1967. Perhaps not a year that will ring any particular bells with you. Among the events of 50 years ago were the first broadcast of the Forsyte Saga on BBC2, Foinavon winning the Grand National at 100 to 1, the launch of the Beatles’ ‘Sergeant Pepper’ LP, De Gaulle vetoing Britain’s EEC membership, the start of the BBC panel show ‘Just a Minute’ – and a production of Gilbert and Sullivan’s ‘The Pirates of Penzance’ at Ripon Grammar School.
For conservationists 1967 has a more significance; it was the year in which the Civic Amenities Act came into force. If you are now thinking of refuse collection and what used to be called local tips but are now designated by a number of different euphemisms, you would be right. The Act dealt with such matters and with the disposal of abandoned vehicles and bulky waste.
This may be seen as laudable, but nothing to set the pulses of conservationists a-flutter. But among the clauses about rubbish was an important innovation – an innovation almost slipped through.
It was a section that introduced Conservation Areas into our legislation. The act defined a Conservation Area as ‘an area of special architectural or historic interest, the character or appearance of which it is desirable to preserve or enhance.’
The prime mover of the legislation was the MP Duncan Sandys. He had had a long interest in architectural conservation and the Civic Movement.
At the end of World War II he had served as Minister of Works; in 1954, as Minister of Housing, he introduced the Clean Air Act, and a year later was instrumental in allowing the designation of Green Belts.
He founded the Civic Trust in 1956. He remained in the House of Commons until 1974, when he was given a life peerage as Baron Duncan-Sandys.
For all its good intentions, the Civic Amenities Act, which was superseded in 1990 by the Planning (Listed Building and Conservation Areas) Act, provided neither force nor incentive for the designation of Conservation Areas; it was up to local authorities to decide that they wanted them.
As the Act was being prepared the government commissioned studies of five historic cities to see how the policies should be applied; studies for Bath, Chichester and Chester were completed, their local authorities paying half the cost. In York the study was only done because York Civic Trust paid half of the local authority’s share. The King’s Lynn study didn’t happen at all as the council refuse to pay.
Nevertheless, the idea for Conservation Areas caught on; it was a time of burgeoning interest in the preservation of our villages, towns and cities. Many local civic societies were formed around this time – Ripon Civic Society was founded just a year after the Act, in 1968, so next year will be its Golden Jubilee.
The first Conservation Area to be designated was in Stamford in Lincolnshire. There are now more than 9,500 in England and Wales (Scotland has its own scheme), of many different sorts, including the centres of historic cities, model housing estates and mining villages, stretches of canal and historic landscapes such as Hackfall near Ripon.
Ripon’s Conservation Area was designated on 13 March 1969 (it has been extended several times since then) and covers most of the city centre. So, in theory at least, the historic core of Ripon is protected.

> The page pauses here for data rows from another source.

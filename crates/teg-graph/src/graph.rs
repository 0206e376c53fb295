//! Plain-data graph description: vertices, edges, state declarations.
//!
//! Everything here holds expression *text*; parsing happens in
//! [`compile`](crate::compile).  The fluent constructors exist for loaders,
//! tests, and demo models — a `Graph` is equally constructible field by
//! field.

use teg_core::{EdgeId, ValueType, VertexId};

// ── StateVariable ─────────────────────────────────────────────────────────────

/// A declared simulation state variable: name plus fixed type tag.
///
/// The simulator instantiates each declaration at its type's default value
/// when a run starts; the declared tag is enforced on every assignment.
#[derive(Clone, Debug)]
#[cfg_attr(feature = "serde", derive(serde::Serialize, serde::Deserialize))]
pub struct StateVariable {
    pub name:       String,
    pub value_type: ValueType,
}

impl StateVariable {
    pub fn new(name: impl Into<String>, value_type: ValueType) -> Self {
        Self {
            name: name.into(),
            value_type,
        }
    }
}

// ── Vertex ────────────────────────────────────────────────────────────────────

/// An event type: named, with body statements executed at dispatch and
/// declared bound-parameter names.
#[derive(Clone, Debug)]
#[cfg_attr(feature = "serde", derive(serde::Serialize, serde::Deserialize))]
pub struct Vertex {
    pub name: String,

    /// Body statements (expression texts), executed in declared order when
    /// an event of this type dispatches.
    pub body: Vec<String>,

    /// Names the entry's parameter snapshot binds to at dispatch.
    pub params: Vec<String>,

    /// Exactly one vertex per graph carries this flag; the run starts with a
    /// synthetic schedule entry for it at time zero.
    pub is_start: bool,
}

impl Vertex {
    pub fn new(name: impl Into<String>) -> Self {
        Self {
            name:     name.into(),
            body:     Vec::new(),
            params:   Vec::new(),
            is_start: false,
        }
    }

    /// A vertex with the starting flag set.
    pub fn start(name: impl Into<String>) -> Self {
        let mut v = Self::new(name);
        v.is_start = true;
        v
    }

    pub fn body(mut self, statements: &[&str]) -> Self {
        self.body = statements.iter().map(|s| (*s).to_owned()).collect();
        self
    }

    pub fn params(mut self, names: &[&str]) -> Self {
        self.params = names.iter().map(|s| (*s).to_owned()).collect();
        self
    }
}

// ── Edge ──────────────────────────────────────────────────────────────────────

/// What firing an edge does to the pending-event set.
#[derive(Copy, Clone, PartialEq, Eq, Debug)]
#[cfg_attr(feature = "serde", derive(serde::Serialize, serde::Deserialize))]
pub enum EdgeAction {
    /// Insert a new entry for the target vertex at `clock + delay`.
    Schedule,
    /// Remove the earliest pending entry for the target vertex.
    CancelNext,
    /// Remove every pending entry for the target vertex.
    CancelAll,
}

/// A transition from one vertex to another.
///
/// `condition` guards the edge (absent = always fires); `delay`, `priority`,
/// and `params` are expression texts evaluated when the source vertex
/// dispatches.
#[derive(Clone, Debug)]
#[cfg_attr(feature = "serde", derive(serde::Serialize, serde::Deserialize))]
pub struct Edge {
    pub source:    VertexId,
    pub target:    VertexId,
    pub action:    EdgeAction,
    pub condition: Option<String>,
    pub delay:     String,
    pub priority:  String,
    pub params:    Vec<String>,
}

impl Edge {
    fn new(source: VertexId, target: VertexId, action: EdgeAction) -> Self {
        Self {
            source,
            target,
            action,
            condition: None,
            delay:     "0".to_owned(),
            priority:  "0".to_owned(),
            params:    Vec::new(),
        }
    }

    pub fn schedule(source: VertexId, target: VertexId) -> Self {
        Self::new(source, target, EdgeAction::Schedule)
    }

    pub fn cancel_next(source: VertexId, target: VertexId) -> Self {
        Self::new(source, target, EdgeAction::CancelNext)
    }

    pub fn cancel_all(source: VertexId, target: VertexId) -> Self {
        Self::new(source, target, EdgeAction::CancelAll)
    }

    pub fn condition(mut self, text: &str) -> Self {
        self.condition = Some(text.to_owned());
        self
    }

    pub fn delay(mut self, text: &str) -> Self {
        self.delay = text.to_owned();
        self
    }

    pub fn priority(mut self, text: &str) -> Self {
        self.priority = text.to_owned();
        self
    }

    pub fn params(mut self, texts: &[&str]) -> Self {
        self.params = texts.iter().map(|s| (*s).to_owned()).collect();
        self
    }
}

// ── Graph ─────────────────────────────────────────────────────────────────────

/// A complete event-graph description, read-only during a run.
#[derive(Clone, Debug, Default)]
#[cfg_attr(feature = "serde", derive(serde::Serialize, serde::Deserialize))]
pub struct Graph {
    pub vertices:  Vec<Vertex>,
    pub edges:     Vec<Edge>,
    pub variables: Vec<StateVariable>,
}

impl Graph {
    pub fn new() -> Self {
        Self::default()
    }

    /// Declare a state variable.
    pub fn add_variable(&mut self, name: impl Into<String>, value_type: ValueType) {
        self.variables.push(StateVariable::new(name, value_type));
    }

    /// Append a vertex, returning its ID.
    pub fn add_vertex(&mut self, vertex: Vertex) -> VertexId {
        let id = VertexId(self.vertices.len() as u32);
        self.vertices.push(vertex);
        id
    }

    /// Append an edge, returning its ID.  Edge order is preserved: outgoing
    /// edges fire in declaration order.
    pub fn add_edge(&mut self, edge: Edge) -> EdgeId {
        let id = EdgeId(self.edges.len() as u32);
        self.edges.push(edge);
        id
    }

    pub fn vertex(&self, id: VertexId) -> Option<&Vertex> {
        self.vertices.get(id.index())
    }

    /// Look a vertex up by name.
    pub fn find_vertex(&self, name: &str) -> Option<VertexId> {
        self.vertices
            .iter()
            .position(|v| v.name == name)
            .map(|i| VertexId(i as u32))
    }

    /// The vertex flagged as starting, if exactly one exists.
    pub fn start_vertex(&self) -> Option<VertexId> {
        let mut found = None;
        for (i, v) in self.vertices.iter().enumerate() {
            if v.is_start {
                if found.is_some() {
                    return None;
                }
                found = Some(VertexId(i as u32));
            }
        }
        found
    }
}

Conservation Area protection should ensure that alterations like applying cladding to a brick house, inserting unsuitable new windows, installing satellite dishes and solar panels and building conservatories are regulated and usually need planning permission.

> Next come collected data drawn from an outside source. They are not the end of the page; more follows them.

//! `teg-expr` — the embedded expression language of the `rust_teg` simulator.
//!
//! Every triggering condition, delay, priority, parameter binding, and body
//! statement in an event graph is a small expression in this language,
//! evaluated against mutable simulation state through the [`EvalContext`]
//! boundary.
//!
//! # Pipeline
//!
//! ```text
//! text ──tokenize──▶ [Token] ──parse──▶ Expr (AST) ──evaluate(ctx)──▶ VariableValue
//! ```
//!
//! Parsing is a pure function of the input text: identical text always yields
//! a structurally identical AST.  Parsed trees are immutable and shared as
//! `Arc<Expr>` through [`ExprCache`], which is owned by whoever compiles a
//! graph — never process-global.
//!
//! # Grammar (precedence low → high)
//!
//! ```text
//! assignment      :=  Symbol '=' assignment | or_level
//! or_level        :=  and_level  (('||' | '|')  and_level)*
//! and_level       :=  equality   (('&&' | '&')  equality)*
//! equality        :=  relational (('==' | '!=') relational)*
//! relational      :=  additive   (('<' | '>' | '<=' | '>=') additive)*
//! additive        :=  multiplicative (('+' | '-') multiplicative)*
//! multiplicative  :=  unary      (('*' | '/') unary)*
//! unary           :=  ('-' | '!') unary | leaf
//! leaf            :=  literal | '(' assignment ')' | Symbol | Symbol '(' args ')'
//! ```
//!
//! `&&`/`||` short-circuit; `&`/`|` always evaluate both sides.  The
//! distinction is contractual because right operands may carry side effects
//! (assignments, random draws).

pub mod ast;
pub mod context;
pub mod error;
pub mod eval;
pub mod parser;
pub mod token;

#[cfg(test)]
mod tests;

// ── Re-exports ────────────────────────────────────────────────────────────────

pub use ast::{BinaryOp, Expr, UnaryOp};
pub use context::EvalContext;
pub use error::{ExprError, ExprResult};
pub use parser::{parse, ExprCache};
pub use token::{tokenize, Token};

You certainly need permission to demolish a structure. And if you want to do work to trees within the Conservation Area, you need consent for that, too.
Unfortunately, the policing of a Conservation Area requires the local authority to be both vigilant and active in enforcement – and with funding cuts even those that were willing to make an effort are now less able to care effectively for their Conservation Areas.
They have powers to make ‘Article 4 Directions’ that can remove particular development rights – such as putting in new windows or painting properties in an unsuitable manner – to preserve the special character of an area. But such Article 4 Directions are expensive to introduce and to police, and in many places are rarely used by local authorities.
There are three minor ones in Harrogate and none in Ripon.
This is not a happy state of affairs, either in Ripon or elsewhere, as it leaves buildings within Conservation Areas vulnerable to both unsuitable changes and to sometimes-catastrophic neglect.
This is the more unfortunate as recent research has shown that, on average, houses within Conservation Areas sell for 9%more than comparable ones outside; you will often see estate agents’ details noting as a selling point that a property is within a Conservation Area. The research found that designated Conservation Areas help to protect the social cohesion of a neighbourhood and that, despite the decline of local authority involvement, they still provide a better level of protection against harmful intervention than non-designated areas.
Although the current outlook for Conservation Areas is not as rosy as we might wish and will require vigilance to make sure that they decline no further, there can be no doubt that Duncan Sandys’ work 50 years ago was a turning point in conservation. The destruction that had been wrought in the 1950s and early 1960s to the historic heart of some of our cities and the loss of important buildings in smaller settlements could not be undone, but with the Act the tide was changing.
We have come to appreciate what we have, and a revolution in our thinking about conservation has been the result.
Ours must not be the generation that loses that impetus – or our historic assets.